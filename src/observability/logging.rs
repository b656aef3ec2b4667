//! Logging configuration and utilities.
//!
//! Structured logging goes through the `tracing` crate; this module only
//! installs a subscriber for applications that do not bring their own.

use tracing::Level;
use tracing_subscriber::{fmt, layer::SubscriberExt, util::SubscriberInitExt, EnvFilter};

/// Logging configuration.
#[derive(Debug, Clone)]
pub struct LoggingConfig {
    /// The minimum log level to capture.
    pub level: LogLevel,
    /// The output format for log messages.
    pub format: LogFormat,
    /// Whether to include the module target in log output.
    pub include_target: bool,
}

/// Log level enumeration.
#[derive(Debug, Clone, Copy, PartialEq, Eq)]
pub enum LogLevel {
    /// Trace-level logging (most verbose).
    Trace,
    /// Debug-level logging.
    Debug,
    /// Info-level logging.
    Info,
    /// Warning-level logging.
    Warn,
    /// Error-level logging (least verbose).
    Error,
}

impl From<LogLevel> for Level {
    fn from(level: LogLevel) -> Self {
        match level {
            LogLevel::Trace => Level::TRACE,
            LogLevel::Debug => Level::DEBUG,
            LogLevel::Info => Level::INFO,
            LogLevel::Warn => Level::WARN,
            LogLevel::Error => Level::ERROR,
        }
    }
}

impl From<LogLevel> for tracing::level_filters::LevelFilter {
    fn from(level: LogLevel) -> Self {
        match level {
            LogLevel::Trace => tracing::level_filters::LevelFilter::TRACE,
            LogLevel::Debug => tracing::level_filters::LevelFilter::DEBUG,
            LogLevel::Info => tracing::level_filters::LevelFilter::INFO,
            LogLevel::Warn => tracing::level_filters::LevelFilter::WARN,
            LogLevel::Error => tracing::level_filters::LevelFilter::ERROR,
        }
    }
}

/// Log output format.
#[derive(Debug, Clone, Copy, PartialEq, Eq)]
pub enum LogFormat {
    /// Human-readable format.
    Pretty,
    /// JSON format for structured log pipelines.
    Json,
    /// Single-line compact format.
    Compact,
}

impl Default for LoggingConfig {
    fn default() -> Self {
        Self {
            level: LogLevel::Info,
            format: LogFormat::Pretty,
            include_target: true,
        }
    }
}

impl LoggingConfig {
    /// Creates a new logging configuration with default settings.
    pub fn new() -> Self {
        Self::default()
    }

    /// Sets the log level.
    pub fn with_level(mut self, level: LogLevel) -> Self {
        self.level = level;
        self
    }

    /// Sets the log format.
    pub fn with_format(mut self, format: LogFormat) -> Self {
        self.format = format;
        self
    }

    /// Sets whether to include the module target.
    pub fn with_target(mut self, include: bool) -> Self {
        self.include_target = include;
        self
    }

    /// Installs a global subscriber with this configuration.
    ///
    /// `RUST_LOG` directives are honoured on top of the configured level.
    ///
    /// # Errors
    ///
    /// Returns an error if a global subscriber is already installed.
    pub fn init(self) -> Result<(), Box<dyn std::error::Error>> {
        let filter = EnvFilter::from_default_env()
            .add_directive(tracing::level_filters::LevelFilter::from(self.level).into());

        match self.format {
            LogFormat::Pretty => {
                tracing_subscriber::registry()
                    .with(filter)
                    .with(fmt::layer().with_target(self.include_target))
                    .try_init()?;
            }
            LogFormat::Json => {
                tracing_subscriber::registry()
                    .with(filter)
                    .with(fmt::layer().json())
                    .try_init()?;
            }
            LogFormat::Compact => {
                tracing_subscriber::registry()
                    .with(filter)
                    .with(fmt::layer().compact())
                    .try_init()?;
            }
        }

        Ok(())
    }
}

/// Logs an outgoing request. Bodies carry addresses, so only their size is recorded.
pub fn log_request(method: &str, path: &str, body: Option<&[u8]>) {
    tracing::debug!(
        method = method,
        path = path,
        body_bytes = body.map_or(0, <[u8]>::len),
        "Outgoing request"
    );
}

/// Logs an incoming response.
pub fn log_response(status: u16, body: &[u8]) {
    if (200..300).contains(&status) {
        tracing::debug!(status = status, body_bytes = body.len(), "Response received");
    } else {
        tracing::warn!(
            status = status,
            body = %String::from_utf8_lossy(body),
            "Error response received"
        );
    }
}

* * *

Your assignment —
Could you give the records above again, exactly and in full?

Output of the exercise —
filename src/observability/logging.rs
repository b656aef3ec2b4667
//! Logging configuration and utilities.
//!
//! Structured logging goes through the `tracing` crate; this module only
//! installs a subscriber for applications that do not bring their own.

use tracing::Level;
use tracing_subscriber::{fmt, layer::SubscriberExt, util::SubscriberInitExt, EnvFilter};

/// Logging configuration.
#[derive(Debug, Clone)]
pub struct LoggingConfig {
    /// The minimum log level to capture.
    pub level: LogLevel,
    /// The output format for log messages.
    pub format: LogFormat,
    /// Whether to include the module target in log output.
    pub include_target: bool,
}

/// Log level enumeration.
#[derive(Debug, Clone, Copy, PartialEq, Eq)]
pub enum LogLevel {
    /// Trace-level logging (most verbose).
    Trace,
    /// Debug-level logging.
    Debug,
    /// Info-level logging.
    Info,
    /// Warning-level logging.
    Warn,
    /// Error-level logging (least verbose).
    Error,
}

impl From<LogLevel> for Level {
    fn from(level: LogLevel) -> Self {
        match level {
            LogLevel::Trace => Level::TRACE,
            LogLevel::Debug => Level::DEBUG,
            LogLevel::Info => Level::INFO,
            LogLevel::Warn => Level::WARN,
            LogLevel::Error => Level::ERROR,
        }
    }
}

impl From<LogLevel> for tracing::level_filters::LevelFilter {
    fn from(level: LogLevel) -> Self {
        match level {
            LogLevel::Trace => tracing::level_filters::LevelFilter::TRACE,
            LogLevel::Debug => tracing::level_filters::LevelFilter::DEBUG,
            LogLevel::Info => tracing::level_filters::LevelFilter::INFO,
            LogLevel::Warn => tracing::level_filters::LevelFilter::WARN,
            LogLevel::Error => tracing::level_filters::LevelFilter::ERROR,
        }
    }
}

/// Log output format.
#[derive(Debug, Clone, Copy, PartialEq, Eq)]
pub enum LogFormat {
    /// Human-readable format.
    Pretty,
    /// JSON format for structured log pipelines.
    Json,
    /// Single-line compact format.
    Compact,
}

impl Default for LoggingConfig {
    fn default() -> Self {
        Self {
            level: LogLevel::Info,
            format: LogFormat::Pretty,
            include_target: true,
        }
    }
}

impl LoggingConfig {
    /// Creates a new logging configuration with default settings.
    pub fn new() -> Self {
        Self::default()
    }

    /// Sets the log level.
    pub fn with_level(mut self, level: LogLevel) -> Self {
        self.level = level;
        self
    }

    /// Sets the log format.
    pub fn with_format(mut self, format: LogFormat) -> Self {
        self.format = format;
        self
    }

    /// Sets whether to include the module target.
    pub fn with_target(mut self, include: bool) -> Self {
        self.include_target = include;
        self
    }

    /// Installs a global subscriber with this configuration.
    ///
    /// `RUST_LOG` directives are honoured on top of the configured level.
    ///
    /// # Errors
    ///
    /// Returns an error if a global subscriber is already installed.
    pub fn init(self) -> Result<(), Box<dyn std::error::Error>> {
        let filter = EnvFilter::from_default_env()
            .add_directive(tracing::level_filters::LevelFilter::from(self.level).into());

        match self.format {
            LogFormat::Pretty => {
                tracing_subscriber::registry()
                    .with(filter)
                    .with(fmt::layer().with_target(self.include_target))
                    .try_init()?;
            }
            LogFormat::Json => {
                tracing_subscriber::registry()
                    .with(filter)
                    .with(fmt::layer().json())
                    .try_init()?;
            }
            LogFormat::Compact => {
                tracing_subscriber::registry()
                    .with(filter)
                    .with(fmt::layer().compact())
                    .try_init()?;
            }
        }

        Ok(())
    }
}

/// Logs an outgoing request. Bodies carry addresses, so only their size is recorded.
pub fn log_request(method: &str, path: &str, body: Option<&[u8]>) {
    tracing::debug!(
        method = method,
        path = path,
        body_bytes = body.map_or(0, <[u8]>::len),
        "Outgoing request"
    );
}

/// Logs an incoming response.
pub fn log_response(status: u16, body: &[u8]) {
    if (200..300).contains(&status) {
        tracing::debug!(status = status, body_bytes = body.len(), "Response received");
    } else {
        tracing::warn!(
            status = status,
            body = %String::from_utf8_lossy(body),
            "Error response received"
        );
    }
}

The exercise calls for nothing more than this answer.